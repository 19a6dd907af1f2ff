//! Moderation HTTP API for QaBase.
//!
//! JSON over axum. Every intake channel, the moderation queue, the admin
//! edit and delete operations, and the public search endpoints are routed
//! here onto the [`LifecycleEngine`](qabase_core::LifecycleEngine) and
//! [`SearchIndex`](qabase_core::SearchIndex).

pub mod error;
mod handlers;
pub mod state;

use axum::Router;
use axum::extract::DefaultBodyLimit;
use axum::routing::{get, post};
use qabase_shared::{AppConfig, QaBaseError, Result};
use tokio::net::TcpListener;
use tracing::info;

pub use error::ApiError;
pub use state::AppState;

/// Build the router with every route mounted.
pub fn router(state: AppState) -> Router {
    let body_limit = state.max_body_bytes;
    Router::new()
        .route("/health", get(handlers::health))
        .route("/stats", get(handlers::stats))
        // intake
        .route("/qa", post(handlers::submit).get(handlers::list))
        .route("/import", post(handlers::import_csv))
        .route("/voice", post(handlers::submit_voice))
        .route("/chat/question", post(handlers::chat_question))
        // moderation
        .route("/pending", get(handlers::pending))
        .route("/approve/{id}", post(handlers::approve))
        .route("/reject/{id}", post(handlers::reject))
        .route("/unanswered", get(handlers::unanswered))
        .route("/unanswered/{id}/answer", post(handlers::add_answer))
        .route(
            "/qa/{id}",
            get(handlers::get_entry)
                .put(handlers::edit_entry)
                .delete(handlers::delete_entry),
        )
        .route("/log/questions", get(handlers::question_log))
        // search
        .route("/search", post(handlers::search))
        .route("/chat/search", get(handlers::chat_search))
        .layer(DefaultBodyLimit::max(body_limit))
        .with_state(state)
}

/// Open storage from `config`, bind and serve until Ctrl-C.
pub async fn serve(config: &AppConfig) -> Result<()> {
    let state = AppState::from_config(config).await?;
    let listener = TcpListener::bind(&config.server.bind)
        .await
        .map_err(|e| QaBaseError::Server(format!("cannot bind {}: {e}", config.server.bind)))?;

    let addr = listener
        .local_addr()
        .map_err(|e| QaBaseError::Server(format!("cannot read bound address: {e}")))?;
    info!(%addr, voice = state.voice.is_some(), "moderation API listening");

    axum::serve(listener, router(state))
        .with_graceful_shutdown(shutdown_signal())
        .await
        .map_err(|e| QaBaseError::Server(e.to_string()))?;

    info!("moderation API stopped");
    Ok(())
}

async fn shutdown_signal() {
    if tokio::signal::ctrl_c().await.is_err() {
        std::future::pending::<()>().await;
    }
}
//! Deterministic text normalization for questions, answers and queries.
//!
//! [`normalize`] produces the `processed` variant stored next to the original
//! text. It never fails and `normalize(normalize(x)) == normalize(x)`.
//! [`search_terms`] turns a free-text query into match terms and
//! [`expand_query`] widens those with stems and synonyms.

mod cleanup;
mod expand;
mod terms;

pub use expand::{MatchTerm, expand_query, stem};
pub use terms::search_terms;

/// Normalize raw text: unify line endings, turn exotic whitespace into
/// spaces, drop invisible characters, collapse runs of spaces and blank
/// lines, and trim.
pub fn normalize(text: &str) -> String {
    cleanup::run_pipeline(text)
}

/// Normalize and return `None` when nothing is left.
pub fn normalize_non_empty(text: &str) -> Option<String> {
    let normalized = normalize(text);
    if normalized.is_empty() {
        None
    } else {
        Some(normalized)
    }
}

→ **TASK BRIEF**: An exact copy of the data is needed.

→ **ANSWER AREA**:
repository 19a6dd907af1f2ff
//! Moderation HTTP API for QaBase.
//!
//! JSON over axum. Every intake channel, the moderation queue, the admin
//! edit and delete operations, and the public search endpoints are routed
//! here onto the [`LifecycleEngine`](qabase_core::LifecycleEngine) and
//! [`SearchIndex`](qabase_core::SearchIndex).

pub mod error;
mod handlers;
pub mod state;

use axum::Router;
use axum::extract::DefaultBodyLimit;
use axum::routing::{get, post};
use qabase_shared::{AppConfig, QaBaseError, Result};
use tokio::net::TcpListener;
use tracing::info;

pub use error::ApiError;
pub use state::AppState;

/// Build the router with every route mounted.
pub fn router(state: AppState) -> Router {
    let body_limit = state.max_body_bytes;
    Router::new()
        .route("/health", get(handlers::health))
        .route("/stats", get(handlers::stats))
        // intake
        .route("/qa", post(handlers::submit).get(handlers::list))
        .route("/import", post(handlers::import_csv))
        .route("/voice", post(handlers::submit_voice))
        .route("/chat/question", post(handlers::chat_question))
        // moderation
        .route("/pending", get(handlers::pending))
        .route("/approve/{id}", post(handlers::approve))
        .route("/reject/{id}", post(handlers::reject))
        .route("/unanswered", get(handlers::unanswered))
        .route("/unanswered/{id}/answer", post(handlers::add_answer))
        .route(
            "/qa/{id}",
            get(handlers::get_entry)
                .put(handlers::edit_entry)
                .delete(handlers::delete_entry),
        )
        .route("/log/questions", get(handlers::question_log))
        // search
        .route("/search", post(handlers::search))
        .route("/chat/search", get(handlers::chat_search))
        .layer(DefaultBodyLimit::max(body_limit))
        .with_state(state)
}

/// Open storage from `config`, bind and serve until Ctrl-C.
pub async fn serve(config: &AppConfig) -> Result<()> {
    let state = AppState::from_config(config).await?;
    let listener = TcpListener::bind(&config.server.bind)
        .await
        .map_err(|e| QaBaseError::Server(format!("cannot bind {}: {e}", config.server.bind)))?;

    let addr = listener
        .local_addr()
        .map_err(|e| QaBaseError::Server(format!("cannot read bound address: {e}")))?;
    info!(%addr, voice = state.voice.is_some(), "moderation API listening");

    axum::serve(listener, router(state))
        .with_graceful_shutdown(shutdown_signal())
        .await
        .map_err(|e| QaBaseError::Server(e.to_string()))?;

    info!("moderation API stopped");
    Ok(())
}

async fn shutdown_signal() {
    if tokio::signal::ctrl_c().await.is_err() {
        std::future::pending::<()>().await;
    }
}
//! Deterministic text normalization for questions, answers and queries.
//!
//! [`normalize`] produces the `processed` variant stored next to the original
//! text. It never fails and `normalize(normalize(x)) == normalize(x)`.
//! [`search_terms`] turns a free-text query into match terms and
//! [`expand_query`] widens those with stems and synonyms.

mod cleanup;
mod expand;
mod terms;

pub use expand::{MatchTerm, expand_query, stem};
pub use terms::search_terms;

/// Normalize raw text: unify line endings, turn exotic whitespace into
/// spaces, drop invisible characters, collapse runs of spaces and blank
/// lines, and trim.
pub fn normalize(text: &str) -> String {
    cleanup::run_pipeline(text)
}

/// Normalize and return `None` when nothing is left.
pub fn normalize_non_empty(text: &str) -> Option<String> {
    let normalized = normalize(text);
    if normalized.is_empty() {
        None
    } else {
        Some(normalized)
    }
}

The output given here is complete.